## [The task]
Filter the listing below, copying every line in which the word "Deserialize" appears.

## [Exercise input]

◆ ◆ ◆ ◆

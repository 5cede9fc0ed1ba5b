use super::loan::Loan;
use super::money::Money;
use chrono::{DateTime, Utc};
use serde::{Deserialize, Serialize};
use uuid::Uuid;

/// A payment applied against one installment. Immutable once recorded.
#[derive(Debug, Serialize, Deserialize, PartialEq, Clone)]
pub struct Payment {
    pub id: Uuid,
    pub loan_id: String,
    pub amount: Money,
    pub paid_at: DateTime<Utc>,
    /// Week of the installment this payment settled.
    pub week_number: u32,
    pub created_at: DateTime<Utc>,
}

impl Payment {
    pub fn new(
        loan_id: impl Into<String>,
        amount: Money,
        week_number: u32,
        now: DateTime<Utc>,
    ) -> Self {
        Self {
            id: Uuid::new_v4(),
            loan_id: loan_id.into(),
            amount,
            paid_at: now,
            week_number,
            created_at: now,
        }
    }
}

/// The writes that make up one accepted payment.
///
/// Stores apply a settlement as a single unit: the payment is recorded, its
/// installment is marked paid and, when present, the updated loan is stored.
#[derive(Debug, Clone, PartialEq)]
pub struct Settlement {
    pub payment: Payment,
    pub closed_loan: Option<Loan>,
}

/// Result of an accepted payment.
#[derive(Debug, Clone, PartialEq, Serialize)]
pub struct PaymentReceipt {
    pub payment: Payment,
    pub outstanding: Money,
    pub delinquent: bool,
}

◆ ◆ ◆ ◆

## [Solution to this problem]
use serde::{Deserialize, Serialize};
#[derive(Debug, Serialize, Deserialize, PartialEq, Clone)]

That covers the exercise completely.